I swear to god that the entire time I was in line behind these guys she never and I mean never shut up. Yak, yak, yak! There was no end to it. My nerves were starting to let me know this is annoying. Oh, by the way, I may be a ginger bearded ,old, gringo looking, kinda’ white guy but I speak Spanish.
After 20 minutes that felt like 17.5 hours they were paying for all their groceries with frickin’ FOOD STAMPS and she was still just yammering away. I turned to husband looking guy and said, “Oye, ese! ¿Nunca deja ella de hablar?”.
He roared with laughter shook his head no and winked at me and after she realised what she just heard she flipped out on me. Ha! She called me every name in the book.
I really dislike SpraWl-Mart!
On my way home from the match today I stopped at an auto parts store and picked up the little nylon bushing thing that holds the windshield wiper arm thing to the wiper motor thing. Then I installed it. Then I recorded the podcast with JD, Dr. Don and Baino.

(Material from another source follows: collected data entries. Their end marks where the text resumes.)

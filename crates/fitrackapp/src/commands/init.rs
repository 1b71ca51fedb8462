use crate::error::Result;
use crate::model::{Collection, Log, Plan, User};
use crate::store::DataStore;

/// Create every collection that does not exist yet.
/// Returns the collections that were created.
pub fn run<S: DataStore>(store: &mut S) -> Result<Vec<Collection>> {
    let missing: Vec<Collection> = Collection::all()
        .iter()
        .copied()
        .filter(|c| !store.exists(*c))
        .collect();

    // Loading initializes a missing collection
    store.load::<User>()?;
    store.load::<Plan>()?;
    store.load::<Log>()?;

    Ok(missing)
}
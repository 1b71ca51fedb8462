//! Admin login gate.
//!
//! A placeholder: one fixed credential compiled into the binary. It is not
//! a security boundary.

use fitrackapp::error::{FitrackError, Result};

const ADMIN_ID: &str = "admin";
const ADMIN_PASSWORD: &str = "admin123";

pub fn check_admin(admin_id: &str, password: &str) -> Result<()> {
    if admin_id == ADMIN_ID && password == ADMIN_PASSWORD {
        Ok(())
    } else {
        Err(FitrackError::Api("Invalid credentials".to_string()))
    }
}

Now it’s about 2130 and I’m watching the race. It’s the Richmond spring race. I’ve been to RIR and it’s a pretty cool place to see a race. Go Fast Turn Left. I’m a Junior fan but I never liked daddy. I use to be a die-hard Rusty fan. I was also a big fan of Dick Trickle and Jimmy Spencer. For years I have referred to Gordon as Dog-Shit-Monkey-Boy. I kinda’ want to like ‘Smoke’ but I don’t. I think Juan Pablo Montoya is gonna’ be the next big winning driver. Every race he does better and better.
Well, if you have followed any of this or even made to the bottom of this post…..good for you.
I have had nothing for awhile and have a mess of half written posts. Maybe by forcing myself to put this together it’ll release the block I have had.
So how was your Saturday?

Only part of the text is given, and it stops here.